12. There may, however, be cases where the defendant contests the case of the plaintiff and no order can be passed without taking evidence to be allowed (sic) by the parties the learned trial Judge may call upon the parties to adduce evidence in support of their respective case. But when in a case like this, namely where the defendant did not come forward to contest the application and the learned trial Judge on perusing the record also found that there was no challan for deposit for either current rent or arrears rent then he was justified in passing the order striking out the defence because on the scrutiny of the record the learned trial Judge had sufficient material to come to the finding that the plaintiff defendant appellant did not comply with the provisions of Section 17(1) of West Bengal Premises Tenancy Act.
13. It is true that in the written objection filed by the defendant, the defendant contested the claim of the plaintiff but no challan was produced in Court in support of the petition. Therefore, there was sufficient justification for the learned Trial Judge on 1-7-1982 to pass the order striking out the defence and we are unable to hold that the said order is liable to he set aside only on the ground that the plaintiff did not produce any evidence in support of his case. Therefore, the first contention of the appellant fails.
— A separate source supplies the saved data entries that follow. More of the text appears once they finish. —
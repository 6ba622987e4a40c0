//! SockJS WebSocket framing.
//!
//! Over the SockJS `websocket` transport, every server message starts with
//! a one-letter type:
//!
//! | Prefix | Meaning |
//! |--------|---------|
//! | `o` | Session open |
//! | `h` | Heartbeat |
//! | `a[...]` | JSON array of messages |
//! | `m"..."` | Single JSON-encoded message |
//! | `c[code,"reason"]` | Session closed |
//!
//! Client messages are JSON arrays of strings.

// ============================================================================
// Imports
// ============================================================================

use serde_json::{from_str, to_string};

use crate::error::{Error, Result};

// ============================================================================
// SockJsFrame
// ============================================================================

/// A decoded SockJS server message.
#[derive(Debug, Clone, PartialEq, Eq)]
pub enum SockJsFrame {
    /// Session opened.
    Open,
    /// Keep-alive.
    Heartbeat,
    /// One or more application messages.
    Messages(Vec<String>),
    /// Session closed by the server.
    Close {
        /// Close code.
        code: u16,
        /// Close reason.
        reason: String,
    },
}

impl SockJsFrame {
    /// Parses a SockJS text message.
    ///
    /// # Errors
    ///
    /// - [`Error::Protocol`] for an empty message or unknown prefix
    /// - [`Error::Json`] if the payload after the prefix is not valid JSON
    pub fn parse(text: &str) -> Result<Self> {
        let mut chars = text.chars();
        let prefix = chars
            .next()
            .ok_or_else(|| Error::protocol("empty SockJS message"))?;
        let payload = chars.as_str();

        match prefix {
            'o' => Ok(Self::Open),
            'h' => Ok(Self::Heartbeat),
            'a' => Ok(Self::Messages(from_str::<Vec<String>>(payload)?)),
            'm' => Ok(Self::Messages(vec![from_str::<String>(payload)?])),
            'c' => {
                let (code, reason) = from_str::<(u16, String)>(payload)?;
                Ok(Self::Close { code, reason })
            }
            other => Err(Error::protocol(format!(
                "unknown SockJS frame type: {other}"
            ))),
        }
    }
}

/// Encodes outbound messages as a SockJS JSON array.
///
/// # Errors
///
/// Returns [`Error::Json`] if serialization fails.
pub fn encode_messages(messages: &[String]) -> Result<String> {
    Ok(to_string(messages)?)
}

// ============================================================================
// Tests
// ============================================================================

#[cfg(test)]
mod tests {
    use super::*;

    #[test]
    fn test_parse_control_frames() {
        assert_eq!(SockJsFrame::parse("o").unwrap(), SockJsFrame::Open);
        assert_eq!(SockJsFrame::parse("h").unwrap(), SockJsFrame::Heartbeat);
    }

    #[test]
    fn test_parse_array() {
        let frame = SockJsFrame::parse(r#"a["CONNECTED\nversion:1.2\n\n\u0000"]"#).unwrap();
        assert_eq!(
            frame,
            SockJsFrame::Messages(vec!["CONNECTED\nversion:1.2\n\n\0".to_string()])
        );
    }

    #[test]
    fn test_parse_single_message() {
        let frame = SockJsFrame::parse(r#"m"hello""#).unwrap();
        assert_eq!(frame, SockJsFrame::Messages(vec!["hello".to_string()]));
    }

    #[test]
    fn test_parse_close() {
        let frame = SockJsFrame::parse(r#"c[3000,"Go away!"]"#).unwrap();
        assert_eq!(
            frame,
            SockJsFrame::Close {
                code: 3000,
                reason: "Go away!".to_string()
            }
        );
    }

    #[test]
    fn test_parse_rejects_unknown() {
        assert!(matches!(
            SockJsFrame::parse("x[]"),
            Err(Error::Protocol { .. })
        ));
        assert!(SockJsFrame::parse("").is_err());
        assert!(matches!(SockJsFrame::parse("a[1"), Err(Error::Json(_))));
    }

    #[test]
    fn test_encode_messages() {
        let encoded = encode_messages(&["SEND\n\n\0".to_string()]).unwrap();
        assert_eq!(encoded, r#"["SEND\n\n\u0000"]"#);
    }
}
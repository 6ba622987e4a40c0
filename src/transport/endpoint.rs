//! Tracker endpoint addressing.
//!
//! Builds the WebSocket URL from the page base URL, the server path and
//! the optional bearer token.
//!
//! # URL Layout
//!
//! ```text
//! http://host/app/  +  /websocket/tracker
//!   → SockJS:    ws://host/app/websocket/tracker/{server}/{session}/websocket?access_token=…
//!   → WebSocket: ws://host/app/websocket/tracker?access_token=…
//! ```

// ============================================================================
// Imports
// ============================================================================

use rand::Rng;
use rand::distributions::Alphanumeric;
use url::Url;

use crate::error::{Error, Result};

// ============================================================================
// Constants
// ============================================================================

/// Default server path of the tracker endpoint.
pub const DEFAULT_ENDPOINT_PATH: &str = "/websocket/tracker";

/// Query parameter carrying the bearer token.
pub const ACCESS_TOKEN_PARAM: &str = "access_token";

/// Length of a generated SockJS session id.
const SOCKJS_SESSION_ID_LEN: usize = 8;

// ============================================================================
// TransportMode
// ============================================================================

/// How STOMP frames are carried on the WebSocket.
#[derive(Debug, Clone, Copy, PartialEq, Eq, Default)]
pub enum TransportMode {
    /// SockJS `websocket` transport (framed messages).
    #[default]
    SockJs,
    /// Plain WebSocket with STOMP subprotocol negotiation.
    WebSocket,
}

// ============================================================================
// Endpoint
// ============================================================================

/// Resolved tracker endpoint.
#[derive(Debug, Clone, PartialEq, Eq)]
pub struct Endpoint {
    /// HTTP(S) or WS(S) URL of the endpoint, without query.
    url: Url,
    /// Framing used on the socket.
    mode: TransportMode,
    /// Bearer token for this handshake.
    token: Option<String>,
}

impl Endpoint {
    /// Joins `base_url` and `path`.
    ///
    /// A trailing slash on the base path is dropped before joining, so
    /// `http://host/app/` and `http://host/app` resolve identically.
    ///
    /// # Errors
    ///
    /// - [`Error::Url`] if `base_url` does not parse
    /// - [`Error::Config`] if the scheme is not http, https, ws or wss
    pub fn new(base_url: &str, path: &str) -> Result<Self> {
        let mut url = Url::parse(base_url)?;
        if !matches!(url.scheme(), "http" | "https" | "ws" | "wss") {
            return Err(Error::config(format!(
                "unsupported endpoint scheme: {}",
                url.scheme()
            )));
        }

        let joined = format!(
            "{}/{}",
            url.path().trim_end_matches('/'),
            path.trim_start_matches('/')
        );
        url.set_path(&joined);
        url.set_query(None);
        url.set_fragment(None);

        Ok(Self {
            url,
            mode: TransportMode::default(),
            token: None,
        })
    }

    /// Sets the transport mode.
    #[inline]
    #[must_use]
    pub fn with_mode(mut self, mode: TransportMode) -> Self {
        self.mode = mode;
        self
    }

    /// Sets or clears the bearer token.
    #[inline]
    #[must_use]
    pub fn with_token(mut self, token: Option<String>) -> Self {
        self.token = token.filter(|t| !t.is_empty());
        self
    }

    /// Returns the endpoint URL as configured (no query, no SockJS suffix).
    #[inline]
    #[must_use]
    pub fn url(&self) -> &Url {
        &self.url
    }

    /// Returns the transport mode.
    #[inline]
    #[must_use]
    pub fn mode(&self) -> TransportMode {
        self.mode
    }

    /// Returns the bearer token, if set.
    #[inline]
    #[must_use]
    pub fn token(&self) -> Option<&str> {
        self.token.as_deref()
    }

    /// Returns the value for the STOMP `host` header.
    #[must_use]
    pub fn host(&self) -> String {
        match (self.url.host_str(), self.url.port()) {
            (Some(host), Some(port)) => format!("{host}:{port}"),
            (Some(host), None) => host.to_string(),
            (None, _) => "/".to_string(),
        }
    }

    /// Builds the WebSocket URL with fresh random SockJS ids.
    ///
    /// # Errors
    ///
    /// Returns [`Error::Config`] if the URL cannot be rewritten.
    pub fn websocket_url(&self) -> Result<Url> {
        let mut rng = rand::thread_rng();
        let server_id = format!("{:03}", rng.gen_range(0..1000));
        let session_id: String = (&mut rng)
            .sample_iter(&Alphanumeric)
            .take(SOCKJS_SESSION_ID_LEN)
            .map(|b| char::from(b).to_ascii_lowercase())
            .collect();
        self.websocket_url_with(&server_id, &session_id)
    }

    /// Builds the WebSocket URL with the given SockJS ids.
    ///
    /// The ids are ignored in [`TransportMode::WebSocket`].
    ///
    /// # Errors
    ///
    /// Returns [`Error::Config`] if the URL cannot be rewritten.
    pub fn websocket_url_with(&self, server_id: &str, session_id: &str) -> Result<Url> {
        let mut url = self.url.clone();

        let scheme = match url.scheme() {
            "http" | "ws" => "ws",
            _ => "wss",
        };
        url.set_scheme(scheme)
            .map_err(|()| Error::config(format!("cannot use {scheme} scheme for {}", self.url)))?;

        if self.mode == TransportMode::SockJs {
            url.path_segments_mut()
                .map_err(|()| Error::config(format!("endpoint has no path: {}", self.url)))?
                .pop_if_empty()
                .push(server_id)
                .push(session_id)
                .push("websocket");
        }

        if let Some(token) = &self.token {
            url.query_pairs_mut().append_pair(ACCESS_TOKEN_PARAM, token);
        }

        Ok(url)
    }
}

// ============================================================================
// Tests
// ============================================================================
14. The second contention of the appellant is that the learned Trial Judge did not dispose of the appellant''s application u/s 151, C.P.C. praying for setting aside ex parte order dated 1-7-1982 striking out the defence. It is contended that the defendant appellant alleged in the said petition that the defendant''s lawyer did not post the dates of such hearing in his diary and did not, therefore, communicate the same to the defendant appellant and that is why he could not contest the said application. It is also submitted that the self-same ground was taken by the defendant appellant in his application under 0.9, R. 13, C.P.C. for setting aside the ex parte decree and the learned Trial Judge on being satisfied about the bona fide of the defendant appellant''s case set aside the ex parte decree. It is, therefore, contended if learned Trial Judge considered the defendant''s application u/s 151, C.P.C. on merits, then he should have set aside the said order and given the opportunity to the defendant to contest the plaintiffs claim and would have shown two challans to prove that he had complied with the provision of Section 17(1) of the West Bengal Premises Tenancy Act. Mr Das-gupta has drawn my attention to the lower Court record and submitted that all the challans for the deposits of rent with the rent controller month by month have been filed before the learned Trial Judge and that in supplementary paper book the appellant has indicated in pages 25 to 28 as regards the details of the deposit of rent month by month in the office of the rent controller and the same would show that such deposit of rent except for the month of Falgun 1387 B.S. was made in time and that is why the defendant appellant filed an application on 16-1-1984 for condoning the delay in depositing such rent which was, however, dismissed by the learned Trial Judge and the said order has been affirmed by the High Court in revision. But he points out that regard being had to the decision of the Supreme Court in
15. On behalf of the plaintiff respondent it is, however, urged that by the order dated 4-4-1984 the learned Trial Judge has disposed of the said application u/s 151, C.P.C. by affirming such order and refusing to vacate that order, that the order dated 4-4-1984 clearly shows that he has first affirmed the order dated 1-7-1982 refusing to vacate it and the second part of the order shows that he has refused to condone the delay. It is, therefore, submitted that the defendant appellant''s application u/s 151, C.P.C. has thus been disposed of and the appellant has preferred a revision petition under S. 115, C.P.C. against the same in High Court and S. Bhattacharya, J. has refused to interfere with that order and the defendant appellant has, therefore, appeared to have accepted the said position and did not at any subsequent stage pressed for reopening the matter and the learned Trial Judge has, therefore, taken up the suit on merits and the defendant appellant has cross-examined the plaintiff witnesses and as his defence against the delivery of possession has been struck out did not lead any evidence and he accepted that position and consequnetly it is not open to the appellant to take the plea before this Court that the application u/s 151, C.P.C. for setting aside the ex parte order dated 1 -7-1982 has not been disposed of by the learned Trial Judge.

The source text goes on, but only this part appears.